Military fortifications were built on the hill by the 103rd Ohio Infantry
during the American Civil War to protect the city and its pro-Union state government. In September 1862, the Confederate States of America took control of Frankfort. Frankfort is the only Union capital to have been conquered by Confederate forces during the Civil War.

Although the Commonwealth of Kentucky did not secede from the Union, an attempt was made to set up a Confederate government at Bowling Green in western Kentucky.
A Bluegrass Kentuckian, George W. Johnson of Scott County, was elected first Confederate Governor of Kentucky. He was killed at the Battle of Shiloh. After his death, Richard Hawes of Bourbon County was inaugurated the next Confederate governor at the Old Capitol Building in Frankfort, on October 4, 1862.

While the inauguration ceremonies were still underway, Federal forces appeared on the hill to the west of Frankfort and caused Governor Hawes and the Confederates to speedily conclude the ceremony and withdraw from Frankfort toward Versailles in
Woodford County. When the Union forces advanced on Frankfort from Louisville on Oct. 4, 1862, the Southerners retreated south. Four days later, the Battle of Perryville was fought in Boyle County. Unable to capitalize on their battlefield success at Perryville, the Confederates left the state via the Cumberland Gap.

Two earthen forts, Fort Boone (not to be confused with Fort Boone) and the larger New Redoubt, were constructed by army engineers, 103rd Ohio Infantry, slave labor, and civilian labor. Written by Lyman Beecher Hannaford, 103rd OVI, March 26, 1863, "we have now moved our encampment up on the hill in the rear of the fort. The regiment moved yesterday morn early". In 1864, local militia in Fort Boone successfully repulsed an attack on Frankfort by raiders from the Confederate cavalry under John Hunt Morgan. Built after the Confederate capture of the Capitol, the New Redoubt never saw conflict and was abandoned soon after construction finished.

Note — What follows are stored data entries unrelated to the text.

//! Master-side periodic reconciliation: bring `Container` record counts in
//! line with `Definition.count`, spreading new records across the
//! least-loaded known nodes.

use std::collections::HashMap;

use log::{info, warn};
use rand::{rngs::StdRng, seq::SliceRandom, SeedableRng};

use crate::{
    model::{Container, Definition},
    store::Store,
};

/// One allocator tick against `store`, using `rng` to pick scale-down
/// victims without replacement. Injectable so tests can seed determinism.
pub fn tick(store: &dyn Store, rng: &mut StdRng) {
    let defs = match store.list_definitions() {
        Ok(d) => d,
        Err(e) => {
            warn!("allocator: could not list definitions: {}", e);
            return;
        }
    };
    let conts = match store.list_containers() {
        Ok(c) => c,
        Err(e) => {
            warn!("allocator: could not list containers: {}", e);
            return;
        }
    };
    let nodes = match store.list_nodes() {
        Ok(n) => n,
        Err(e) => {
            warn!("allocator: could not list nodes: {}", e);
            return;
        }
    };

    let mut def_index: HashMap<&str, Vec<&Container>> = HashMap::new();
    for c in conts.values() {
        def_index.entry(c.definition_name.as_str()).or_default().push(c);
    }

    let mut node_index: HashMap<String, usize> = nodes.keys().map(|n| (n.clone(), 0)).collect();
    for c in conts.values() {
        if let Some(count) = node_index.get_mut(c.node_name.as_str()) {
            *count += 1;
        }
    }

    for def in defs.values() {
        reconcile_definition(store, def, &def_index, &mut node_index, rng);
    }
}

fn reconcile_definition(
    store: &dyn Store,
    def: &Definition,
    def_index: &HashMap<&str, Vec<&Container>>,
    node_index: &mut HashMap<String, usize>,
    rng: &mut StdRng,
) {
    let existing = def_index.get(def.name.as_str()).cloned().unwrap_or_default();
    let n = existing.len();
    let want = def.count as usize;

    if n > want {
        let mut victims: Vec<&&Container> = existing.iter().collect();
        victims.shuffle(rng);
        for victim in victims.into_iter().take(n - want) {
            if let Err(e) = store.delete_container(&victim.name) {
                warn!("allocator: failed to delete {}: {}", victim.name, e);
            }
        }
    } else if n < want {
        if node_index.is_empty() {
            warn!("allocator: no known nodes, skipping creation for definition {}", def.name);
            return;
        }
        for _ in 0..(want - n) {
            let target = match node_index.iter().min_by_key(|(_, &count)| count) {
                Some((name, _)) => name.clone(),
                None => {
                    warn!("allocator: no known nodes, skipping creation for definition {}", def.name);
                    return;
                }
            };

            let index = match store.next_auto_increment("inc.container", &def.name) {
                Ok(i) => i,
                Err(e) => {
                    warn!("allocator: failed to mint container index for {}: {}", def.name, e);
                    return;
                }
            };
            // Every new record gets a node http port, not just ones with an
            // `http_port` set -- uniqueness of the counter is what matters,
            // and the dual port binding itself is gated on `http_port` later.
            let node_http_port = match store.next_node_http_port() {
                Ok(p) => Some(p),
                Err(e) => {
                    warn!("allocator: failed to mint node http port: {}", e);
                    return;
                }
            };

            let cont = Container {
                name: format!("{}-{}", def.name, index),
                definition_name: def.name.clone(),
                image: def.image.clone(),
                node_name: target.clone(),
                container_id: String::new(),
                running: false,
                labels: Default::default(),
                volumes: def.volumes.clone(),
                http_port: def.http_port,
                node_http_port,
                ports: def.ports.clone(),
                env: def.env.clone(),
                cmd: def.cmd.clone(),
                caps: def.caps.clone(),
            };

            if let Err(e) = store.save_container(&cont) {
                warn!("allocator: failed to save {}: {}", cont.name, e);
                continue;
            }
            info!("allocator: assigned {} to node {}", cont.name, target);
            *node_index.entry(target).or_insert(0) += 1;
        }
    }
}

/// Construct a fresh, OS-seeded RNG for production use; tests inject their
/// own seeded [`StdRng`] via [`tick`] directly.
pub fn new_rng() -> StdRng {
    StdRng::from_entropy()
}
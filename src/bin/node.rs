//! `flotilla-node`: runs the reconciliation loop against one Docker-
//! compatible runtime, heartbeating a configured master.

use std::{process::ExitCode, time::Duration};

use log::{error, info};

use flotilla::{
    config::{self, NodeConfig},
    docker::DockerRuntime,
    node_client::MasterClient,
    reconciler::Reconciler,
};

/// A reconcile runs on start, then every 20s.
const NODE_TICK: Duration = Duration::from_secs(20);

#[tokio::main]
async fn main() -> ExitCode {
    env_logger::init();
    let config: NodeConfig = config::parse_or_exit();

    let node_name = match config.resolved_node_name() {
        Ok(n) => n,
        Err(e) => {
            error!("could not resolve node name: {}", e);
            return ExitCode::FAILURE;
        }
    };

    let runtime = match DockerRuntime::new(&config.docker_host) {
        Ok(r) => r,
        Err(e) => {
            error!("could not construct docker runtime client for {}: {}", config.docker_host, e);
            return ExitCode::FAILURE;
        }
    };

    let reconciler = Reconciler {
        node_name: node_name.clone(),
        node_addr: config.node_addr.clone(),
        runtime,
        master: MasterClient::new(&config.master_addr),
        hook_pre: config.hook_run_pre.clone(),
        hook_post: config.hook_run_post.clone(),
    };

    info!("node {} reconciling against master {}", node_name, config.master_addr);

    // First reconciliation happens immediately, not after the first tick.
    reconciler.tick().await;

    let mut interval = tokio::time::interval(NODE_TICK);
    interval.tick().await; // consume the immediate first tick; we already ran one above.

    loop {
        tokio::select! {
            _ = interval.tick() => {
                reconciler.tick().await;
            }
            _ = wait_for_signal() => {
                info!("shutdown signal received");
                break;
            }
        }
    }

    ExitCode::SUCCESS
}

async fn wait_for_signal() {
    #[cfg(unix)]
    {
        use tokio::signal::unix::{signal, SignalKind};
        let mut sigterm = signal(SignalKind::terminate()).expect("failed to install SIGTERM handler");
        tokio::select! {
            _ = tokio::signal::ctrl_c() => {},
            _ = sigterm.recv() => {},
        }
    }
    #[cfg(not(unix))]
    {
        let _ = tokio::signal::ctrl_c().await;
    }
}
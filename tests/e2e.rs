//! Black-box scenarios against a real master HTTP server, a real
//! `FileStore`/`Serializer` pair under a `tempfile::tempdir()`, and the
//! node's own typed HTTP client -- no Docker daemon involved, since the
//! allocator/heartbeat/store loop is testable without one.

use std::{net::TcpListener, sync::Arc};

use flotilla::{
    allocator,
    model::{Definition, Node, NodeInfo, NodeInfoResponse},
    node_client::MasterClient,
    serializer::Serializer,
    store::{FileStore, Store},
};

/// Bind an ephemeral port, hand it to `master_api::serve`, and return the
/// address plus a shutdown handle.
async fn spawn_master(serializer: Arc<Serializer>) -> (std::net::SocketAddr, tokio::sync::oneshot::Sender<()>) {
    let listener = TcpListener::bind("127.0.0.1:0").unwrap();
    let addr = listener.local_addr().unwrap();
    let (tx, rx) = tokio::sync::oneshot::channel();

    tokio::spawn(async move {
        let _ = flotilla::master_api::serve_listener(listener, serializer, async { rx.await.ok(); }).await;
    });

    (addr, tx)
}

#[tokio::test]
async fn s1_single_replica_on_single_node_converges_and_reports_running() {
    let dir = tempfile::tempdir().unwrap();
    let store = FileStore::new(dir.path());
    store
        .save_definition(&Definition { name: "web".into(), image: "nginx".into(), count: 1, http_port: Some(80), ..Default::default() })
        .unwrap();

    let serializer = Arc::new(Serializer::new(store));
    let (addr, shutdown) = spawn_master(serializer.clone()).await;

    // Tick 1: no nodes known yet; allocator should skip creation.
    serializer
        .run({
            let mut rng = allocator::new_rng();
            move |s| allocator::tick(s, &mut rng)
        })
        .unwrap();

    let client = MasterClient::new(&addr.to_string());
    let hb = NodeInfo { node: Node { name: "n1".into(), addr: "10.0.0.1:9000".into(), enabled: true, last_updated: None }, containers: vec![] };
    let resp: NodeInfoResponse = client.ping_node_info(&hb).await.unwrap();
    assert!(resp.containers.is_empty(), "n1 shouldn't be assigned anything before the allocator has seen it");

    // Tick 2: n1 is now known (the heartbeat registered it); allocator assigns web-1.
    serializer
        .run({
            let mut rng = allocator::new_rng();
            move |s| allocator::tick(s, &mut rng)
        })
        .unwrap();

    let resp: NodeInfoResponse = client.ping_node_info(&hb).await.unwrap();
    assert_eq!(resp.containers.len(), 1);
    let web1 = &resp.containers[0];
    assert_eq!(web1.name, "web-1");
    assert_eq!(web1.node_name, "n1");
    assert_eq!(web1.node_http_port, Some(11000));
    assert!(!web1.running);

    // The node observed web-1 running after a successful local start; its
    // next heartbeat reports that back, and the master persists it.
    let observed = NodeInfo {
        node: hb.node.clone(),
        containers: vec![flotilla::model::Container { container_id: "abc123".into(), running: true, ..web1.clone() }],
    };
    client.ping_node_info(&observed).await.unwrap();

    let conts = serializer.run(|s| s.list_containers().unwrap()).unwrap();
    let stored = conts.get("web-1").unwrap();
    assert!(stored.running);
    assert_eq!(stored.container_id, "abc123");

    let _ = shutdown.send(());
}

#[tokio::test]
async fn s3_balanced_placement_across_two_nodes() {
    let dir = tempfile::tempdir().unwrap();
    let store = FileStore::new(dir.path());
    store.save_node(&Node { name: "n1".into(), addr: "a".into(), enabled: true, last_updated: None }).unwrap();
    store.save_node(&Node { name: "n2".into(), addr: "b".into(), enabled: true, last_updated: None }).unwrap();
    store
        .save_definition(&Definition { name: "web".into(), image: "nginx".into(), count: 4, ..Default::default() })
        .unwrap();

    let serializer = Arc::new(Serializer::new(store));
    serializer
        .run({
            let mut rng = allocator::new_rng();
            move |s| allocator::tick(s, &mut rng)
        })
        .unwrap();

    let conts = serializer.run(|s| s.list_containers().unwrap()).unwrap();
    let n1 = conts.values().filter(|c| c.node_name == "n1").count();
    let n2 = conts.values().filter(|c| c.node_name == "n2").count();
    assert_eq!(n1, 2);
    assert_eq!(n2, 2);
}

#[tokio::test]
async fn get_definition_endpoint_round_trips_over_http() {
    let dir = tempfile::tempdir().unwrap();
    let store = FileStore::new(dir.path());
    store
        .save_definition(&Definition { name: "web".into(), image: "nginx:1.25".into(), count: 2, http_port: Some(80), ..Default::default() })
        .unwrap();
    let serializer = Arc::new(Serializer::new(store));
    let (addr, shutdown) = spawn_master(serializer).await;

    let client = MasterClient::new(&addr.to_string());
    let def = client.get_definition("web").await.unwrap().expect("definition should exist");
    assert_eq!(def.image, "nginx:1.25");
    assert_eq!(def.count, 2);

    assert!(client.get_definition("does-not-exist").await.unwrap().is_none());

    let _ = shutdown.send(());
}
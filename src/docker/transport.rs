//! Connection to the Docker Engine API: either a Unix domain socket or a
//! plain TCP host. Same request/response plumbing regardless of which
//! transport is in use; callers never see the difference once a
//! `Transport` is built.

use std::fmt;

use hyper::{body::Bytes, client::HttpConnector, header, Body, Method, Request, StatusCode, Uri};
use mime::Mime;
use serde::{Deserialize, Serialize};

#[cfg(feature = "unix-socket")]
use hyperlocal::{UnixClientExt, UnixConnector, Uri as DomainUri};

use crate::{Error, Result};

#[derive(Clone)]
pub enum Transport {
    Tcp { client: hyper::Client<HttpConnector>, host: String },
    #[cfg(feature = "unix-socket")]
    Unix { client: hyper::Client<UnixConnector>, path: String },
}

impl fmt::Debug for Transport {
    fn fmt(&self, f: &mut fmt::Formatter) -> fmt::Result {
        match self {
            Transport::Tcp { host, .. } => write!(f, "Tcp({})", host),
            #[cfg(feature = "unix-socket")]
            Transport::Unix { path, .. } => write!(f, "Unix({})", path),
        }
    }
}

impl Transport {
    pub fn from_uri(uri: &Uri) -> Self {
        match uri.scheme_str() {
            #[cfg(feature = "unix-socket")]
            Some("unix") => Transport::Unix {
                client: hyper::Client::unix(),
                path: uri.path().to_owned(),
            },
            _ => {
                let host = format!(
                    "{}://{}:{}",
                    uri.scheme_str().unwrap_or("http"),
                    uri.host().unwrap_or("localhost"),
                    uri.port_u16().unwrap_or(2375)
                );
                Transport::Tcp { client: hyper::Client::new(), host }
            }
        }
    }

    pub async fn request<B>(&self, method: Method, endpoint: impl AsRef<str>, body: Option<(B, Mime)>) -> Result<String>
    where
        B: Into<Body>,
    {
        let bytes = self.request_bytes(method, endpoint, body).await?;
        Ok(String::from_utf8_lossy(&bytes).into_owned())
    }

    pub async fn request_json<T: for<'de> Deserialize<'de>>(&self, method: Method, endpoint: impl AsRef<str>, body: Option<(Body, Mime)>) -> Result<T> {
        let s = self.request(method, endpoint, body).await?;
        Ok(serde_json::from_str(&s)?)
    }

    async fn request_bytes<B>(&self, method: Method, endpoint: impl AsRef<str>, body: Option<(B, Mime)>) -> Result<Bytes>
    where
        B: Into<Body>,
    {
        let req = self.build_request(method, endpoint, body)?;
        let response = self.send_request(req).await?;
        let status = response.status();
        let bytes = hyper::body::to_bytes(response.into_body()).await?;

        match status {
            StatusCode::OK | StatusCode::CREATED | StatusCode::NO_CONTENT => Ok(bytes),
            _ => {
                let message_body = String::from_utf8_lossy(&bytes).into_owned();
                Err(Error::Fault {
                    code: status,
                    message: Self::error_message(&message_body)
                        .unwrap_or_else(|| status.canonical_reason().unwrap_or("unknown error").to_owned()),
                })
            }
        }
    }

    fn build_request<B>(&self, method: Method, endpoint: impl AsRef<str>, body: Option<(B, Mime)>) -> Result<Request<Body>>
    where
        B: Into<Body>,
    {
        let builder = Request::builder().method(method);
        let builder = match self {
            Transport::Tcp { host, .. } => builder.uri(format!("{}{}", host, endpoint.as_ref())),
            #[cfg(feature = "unix-socket")]
            Transport::Unix { path, .. } => builder.uri(DomainUri::new(path, endpoint.as_ref())),
        };
        let builder = builder.header(header::HOST, "");

        Ok(match body {
            Some((b, mime)) => builder.header(header::CONTENT_TYPE, mime.to_string()).body(b.into())?,
            None => builder.body(Body::empty())?,
        })
    }

    async fn send_request(&self, req: Request<Body>) -> Result<hyper::Response<Body>> {
        match self {
            Transport::Tcp { client, .. } => Ok(client.request(req).await?),
            #[cfg(feature = "unix-socket")]
            Transport::Unix { client, .. } => Ok(client.request(req).await?),
        }
    }

    fn error_message(body: &str) -> Option<String> {
        serde_json::from_str::<ErrorResponse>(body).map(|e| e.message).ok()
    }
}

#[derive(Serialize, Deserialize)]
struct ErrorResponse {
    message: String,
}
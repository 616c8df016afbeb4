//! Typed HTTP client the node uses to talk to the master.
//!
//! Shares [`crate::docker::transport::Transport`]'s shape (hyper client,
//! explicit `Content-Type: application/json`, non-2xx is a transport error)
//! for the node's two calls to the master: `POST /master/nodeinfo` and
//! `GET /master/definitions/{name}`.

use std::time::Duration;

use hyper::{body::Bytes, client::HttpConnector, header, Body, Method, Request, StatusCode};
use serde::{de::DeserializeOwned, Serialize};

use crate::{
    model::{Definition, NodeInfo, NodeInfoResponse},
    Error, Result,
};

/// Bounds how long a heartbeat or definition lookup can stall before the
/// node gives up and retries on its own schedule.
const CLIENT_TIMEOUT: Duration = Duration::from_secs(30);

pub struct MasterClient {
    client: hyper::Client<HttpConnector>,
    base: String,
}

impl MasterClient {
    /// `master_addr` is `host:port`, as handed to `flotilla-node --node`.
    pub fn new(master_addr: &str) -> Self {
        MasterClient {
            client: hyper::Client::builder().build(HttpConnector::new()),
            base: format!("http://{}", master_addr),
        }
    }

    pub async fn ping_node_info(&self, info: &NodeInfo) -> Result<NodeInfoResponse> {
        let url = format!("{}/master/nodeinfo", self.base);
        self.post_json(&url, info).await
    }

    pub async fn get_definition(&self, name: &str) -> Result<Option<Definition>> {
        let url = format!("{}/master/definitions/{}", self.base, urlencode(name));
        match self.get_bytes(&url).await {
            Ok(bytes) => Ok(Some(serde_json::from_slice(&bytes)?)),
            Err(Error::Fault { code, .. }) if code == StatusCode::NOT_FOUND => Ok(None),
            Err(e) => Err(e),
        }
    }

    async fn post_json<B: Serialize, T: DeserializeOwned>(&self, url: &str, body: &B) -> Result<T> {
        let bytes = serde_json::to_vec(body)?;
        let req = Request::builder()
            .method(Method::POST)
            .uri(url)
            .header(header::CONTENT_TYPE, "application/json")
            .body(Body::from(bytes))?;
        let bytes = self.send(req).await?;
        Ok(serde_json::from_slice(&bytes)?)
    }

    async fn get_bytes(&self, url: &str) -> Result<Bytes> {
        let req = Request::builder().method(Method::GET).uri(url).body(Body::empty())?;
        self.send(req).await
    }

    async fn send(&self, req: Request<Body>) -> Result<Bytes> {
        let response = tokio::time::timeout(CLIENT_TIMEOUT, self.client.request(req))
            .await
            .map_err(|_| Error::InvalidConfig("request to master timed out".into()))??;
        let status = response.status();
        let bytes = hyper::body::to_bytes(response.into_body()).await?;
        if status.is_success() {
            Ok(bytes)
        } else {
            let message = serde_json::from_slice::<serde_json::Value>(&bytes)
                .ok()
                .and_then(|v| v.get("error").and_then(|e| e.as_str()).map(str::to_owned))
                .unwrap_or_else(|| status.canonical_reason().unwrap_or("unknown error").to_owned());
            Err(Error::Fault { code: status, message })
        }
    }
}

fn urlencode(s: &str) -> String {
    url::form_urlencoded::byte_serialize(s.as_bytes()).collect()
}

#[cfg(test)]
mod tests {
    use super::*;

    #[test]
    fn base_url_is_prefixed_with_http() {
        let c = MasterClient::new("10.0.0.5:9000");
        assert_eq!(c.base, "http://10.0.0.5:9000");
    }
}
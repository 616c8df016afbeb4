//! Single-writer façade over a [`crate::store::Store`].
//!
//! All store mutations are expected to flow through one [`Serializer`] so
//! that reads-modify-writes against the same JSON files (counters in
//! particular) never race. The implementation is a single dedicated OS
//! thread pulling closures off an unbuffered channel -- a `run()` call
//! blocks until the worker has picked up the job *and* finished running it.

use std::{
    panic::{catch_unwind, AssertUnwindSafe},
    sync::mpsc::{self, Receiver, SyncSender},
    thread::JoinHandle,
};

use log::error;

use crate::{store::Store, Error, Result};

type Job = Box<dyn FnOnce(&dyn Store) + Send + 'static>;

enum Message {
    Job(Job, SyncSender<()>),
    Shutdown,
}

/// Serializes access to a [`Store`] through one worker thread.
pub struct Serializer {
    tx: SyncSender<Message>,
    handle: Option<JoinHandle<()>>,
}

impl Serializer {
    pub fn new<S: Store + 'static>(store: S) -> Self {
        let (tx, rx): (SyncSender<Message>, Receiver<Message>) = mpsc::sync_channel(0);
        let handle = std::thread::Builder::new()
            .name("flotilla-serializer".into())
            .spawn(move || Self::worker_loop(store, rx))
            .expect("failed to spawn serializer thread");

        Serializer { tx, handle: Some(handle) }
    }

    fn worker_loop<S: Store>(store: S, rx: Receiver<Message>) {
        for msg in rx {
            match msg {
                Message::Job(job, done) => {
                    let store_ref: &dyn Store = &store;
                    // The job itself catches its own panic and reports it
                    // through the result channel (see `run`); this outer
                    // `catch_unwind` is a second line of defense so that even
                    // a panic escaping that (e.g. while sending the result)
                    // cannot take the worker down.
                    if let Err(panic) = catch_unwind(AssertUnwindSafe(|| job(store_ref))) {
                        error!("serializer worker caught an unhandled panic: {}", panic_message(&panic));
                    }
                    // the caller may have stopped waiting; that's fine.
                    let _ = done.send(());
                }
                Message::Shutdown => break,
            }
        }
    }

    /// Run `f` against the underlying store on the worker thread, blocking
    /// the caller until it completes. If `f` panics, the panic is caught on
    /// the worker (which keeps running and serving later jobs) and surfaced
    /// to *this* caller as `Err(Error::JobPanicked(..))` rather than
    /// re-panicking here -- a caller that can't recover is free to
    /// `.unwrap()`, but one that must (e.g. an HTTP handler) can turn it into
    /// a 500 instead of dropping the connection.
    pub fn run<F, T>(&self, f: F) -> Result<T>
    where
        F: FnOnce(&dyn Store) -> T + Send + 'static,
        T: Send + 'static,
    {
        let (result_tx, result_rx) = mpsc::sync_channel::<std::thread::Result<T>>(1);
        let (done_tx, done_rx) = mpsc::sync_channel(0);
        let job: Job = Box::new(move |store| {
            let outcome = catch_unwind(AssertUnwindSafe(|| f(store)));
            let _ = result_tx.send(outcome);
        });
        self.tx
            .send(Message::Job(job, done_tx))
            .expect("serializer worker thread is gone");
        let _ = done_rx.recv();
        match result_rx.recv() {
            Ok(Ok(value)) => Ok(value),
            Ok(Err(panic)) => Err(Error::JobPanicked(panic_message(&panic))),
            Err(_) => Err(Error::JobPanicked("job produced no result".into())),
        }
    }

    /// Async-friendly wrapper around [`Serializer::run`] for call sites
    /// inside the tokio HTTP server / allocator ticker.
    pub async fn run_async<F, T>(self: std::sync::Arc<Self>, f: F) -> Result<T>
    where
        F: FnOnce(&dyn Store) -> T + Send + 'static,
        T: Send + 'static,
    {
        match tokio::task::spawn_blocking(move || self.run(f)).await {
            Ok(result) => result,
            Err(e) => Err(Error::JobPanicked(format!("serializer worker task panicked: {}", e))),
        }
    }
}

fn panic_message(payload: &(dyn std::any::Any + Send)) -> String {
    if let Some(s) = payload.downcast_ref::<&str>() {
        s.to_string()
    } else if let Some(s) = payload.downcast_ref::<String>() {
        s.clone()
    } else {
        "<non-string panic payload>".to_string()
    }
}

impl Drop for Serializer {
    fn drop(&mut self) {
        let _ = self.tx.send(Message::Shutdown);
        if let Some(handle) = self.handle.take() {
            let _ = handle.join();
        }
    }
}
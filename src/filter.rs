//! The `field.op=value` query-string filter DSL used by the master's list
//! endpoints.
//!
//! Accepted operations: `eq`, `ne`, `gt`, `ge`, `lt`, `le`, `like`. A bare
//! `field=value` (no `.op`) is treated as `eq`. Unknown fields are ignored
//! by the caller, not rejected here -- parsing is permissive, matching is
//! where fields get validated against an entity.

use std::fmt;

#[derive(Clone, Copy, Debug, PartialEq, Eq)]
pub enum Op {
    Eq,
    Ne,
    Gt,
    Ge,
    Lt,
    Le,
    Like,
}

impl Op {
    fn parse(s: &str) -> Option<Op> {
        match s {
            "eq" => Some(Op::Eq),
            "ne" => Some(Op::Ne),
            "gt" => Some(Op::Gt),
            "ge" => Some(Op::Ge),
            "lt" => Some(Op::Lt),
            "le" => Some(Op::Le),
            "like" => Some(Op::Like),
            _ => None,
        }
    }
}

#[derive(Clone, Debug)]
pub struct Filter {
    pub field: String,
    pub op: Op,
    pub value: String,
}

/// Parse a raw query string (e.g. `"name.eq=web&count.gt=2"`) into a list
/// of filters. A key with no recognized `.op` suffix defaults to `Eq` on
/// the whole key.
pub fn parse_filters(query: &str) -> Vec<Filter> {
    url::form_urlencoded::parse(query.trim_start_matches('?').as_bytes())
        .map(|(key, value)| {
            let key = key.into_owned();
            let value = value.into_owned();
            match key.rfind('.') {
                Some(idx) => {
                    let (field, op_str) = key.split_at(idx);
                    let op_str = &op_str[1..];
                    match Op::parse(op_str) {
                        Some(op) => Filter { field: field.to_owned(), op, value },
                        None => Filter { field: key, op: Op::Eq, value },
                    }
                }
                None => Filter { field: key, op: Op::Eq, value },
            }
        })
        .collect()
}

/// The dynamically-typed value of one field on one entity, used to drive
/// comparisons without reflection.
#[derive(Clone, Debug, PartialEq, PartialOrd)]
pub enum FieldValue {
    Str(String),
    Int(i64),
    Bool(bool),
}

impl fmt::Display for FieldValue {
    fn fmt(&self, f: &mut fmt::Formatter) -> fmt::Result {
        match self {
            FieldValue::Str(s) => write!(f, "{}", s),
            FieldValue::Int(n) => write!(f, "{}", n),
            FieldValue::Bool(b) => write!(f, "{}", b),
        }
    }
}

impl Filter {
    /// Evaluate this filter's operation against one entity field value,
    /// parsing `self.value` as whatever type `actual` is.
    pub fn matches(&self, actual: &FieldValue) -> bool {
        match actual {
            FieldValue::Str(s) => {
                if self.op == Op::Like {
                    return s.contains(&self.value);
                }
                compare_ord(s.as_str(), self.value.as_str(), self.op)
            }
            FieldValue::Int(n) => match self.value.parse::<i64>() {
                Ok(v) => compare_ord(n, &v, self.op),
                Err(_) => false,
            },
            FieldValue::Bool(b) => match self.value.parse::<bool>() {
                Ok(v) => self.op == Op::Eq && *b == v,
                Err(_) => false,
            },
        }
    }
}

fn compare_ord<T: PartialOrd>(actual: T, want: T, op: Op) -> bool {
    match op {
        Op::Eq => actual == want,
        Op::Ne => actual != want,
        Op::Gt => actual > want,
        Op::Ge => actual >= want,
        Op::Lt => actual < want,
        Op::Le => actual <= want,
        Op::Like => false,
    }
}

/// Implemented per entity (`Definition`, `Node`, `Container`) so the list
/// endpoints can evaluate filters without runtime reflection.
pub trait Filterable {
    fn field(&self, name: &str) -> Option<FieldValue>;
}

impl Filterable for crate::model::Container {
    fn field(&self, name: &str) -> Option<FieldValue> {
        match name {
            "name" => Some(FieldValue::Str(self.name.clone())),
            "definitionName" => Some(FieldValue::Str(self.definition_name.clone())),
            "image" => Some(FieldValue::Str(self.image.clone())),
            "nodeName" => Some(FieldValue::Str(self.node_name.clone())),
            "containerId" => Some(FieldValue::Str(self.container_id.clone())),
            "running" => Some(FieldValue::Bool(self.running)),
            "httpPort" => self.http_port.map(|p| FieldValue::Int(p as i64)),
            "nodeHttpPort" => self.node_http_port.map(|p| FieldValue::Int(p as i64)),
            _ => None,
        }
    }
}

impl Filterable for crate::model::Node {
    fn field(&self, name: &str) -> Option<FieldValue> {
        match name {
            "name" => Some(FieldValue::Str(self.name.clone())),
            "addr" => Some(FieldValue::Str(self.addr.clone())),
            "enabled" => Some(FieldValue::Bool(self.enabled)),
            _ => None,
        }
    }
}

impl Filterable for crate::model::Definition {
    fn field(&self, name: &str) -> Option<FieldValue> {
        match name {
            "name" => Some(FieldValue::Str(self.name.clone())),
            "image" => Some(FieldValue::Str(self.image.clone())),
            "count" => Some(FieldValue::Int(self.count as i64)),
            "httpPort" => self.http_port.map(|p| FieldValue::Int(p as i64)),
            _ => None,
        }
    }
}

/// `true` iff `item` matches every filter whose field is recognized;
/// filters naming an unknown field are ignored rather than rejected.
pub fn matches_all<T: Filterable>(item: &T, filters: &[Filter]) -> bool {
    filters.iter().all(|f| match item.field(&f.field) {
        Some(value) => f.matches(&value),
        None => true,
    })
}

#[cfg(test)]
mod tests {
    use super::*;
    use crate::model::Container;

    #[test]
    fn parses_default_eq() {
        let filters = parse_filters("name=web");
        assert_eq!(filters.len(), 1);
        assert_eq!(filters[0].field, "name");
        assert_eq!(filters[0].op, Op::Eq);
    }

    #[test]
    fn parses_explicit_ops() {
        let filters = parse_filters("age.gt=3&name.eq=fred");
        assert_eq!(filters[0].field, "age");
        assert_eq!(filters[0].op, Op::Gt);
        assert_eq!(filters[1].field, "name");
        assert_eq!(filters[1].op, Op::Eq);
    }

    #[test]
    fn matches_container_by_definition_name() {
        let c = Container { definition_name: "web".into(), ..Default::default() };
        let filters = parse_filters("definitionName.eq=web");
        assert!(matches_all(&c, &filters));
        let filters = parse_filters("definitionName.eq=db");
        assert!(!matches_all(&c, &filters));
    }

    #[test]
    fn unknown_field_is_ignored() {
        let c = Container::default();
        let filters = parse_filters("bogusField.eq=whatever");
        assert!(matches_all(&c, &filters));
    }

    #[test]
    fn like_is_substring_match() {
        let c = Container { name: "web-17".into(), ..Default::default() };
        let filters = parse_filters("name.like=web-");
        assert!(matches_all(&c, &filters));
    }
}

The land was then returned to farm and pastures, where modifications and adaptations to the Forts were completed in order to increase crop yield.

==Today==

Fort Hill is now a park and historic site, owned and operated by the city of Frankfort's Parks, Recreation, and Historic Sites Department. The main attraction other than the two earthwork forts, is a tremendous a view of the city and the Kentucky River Valley. The 124 acre heavily forested Leslie Morris Park at Fort Hill preserves the remains of the two Civil War earthwork forts. In the early 2000s, the park was heavily used for Civil War reenactments. In 2001, an early 1800s log house, formerly belonging to the Sullivan Family, was gifted to the city of Frankfort by the Kentucky Fish & Wildlife Department. It is now known as the Sullivan House Visitor Center, and is open seasonally for guests. The home contains a meeting space, a gift shop, and is the primary station for tour guides. It is open for visitors from Memorial Day until Halloween. The park is open year-round, from dawn until dusk.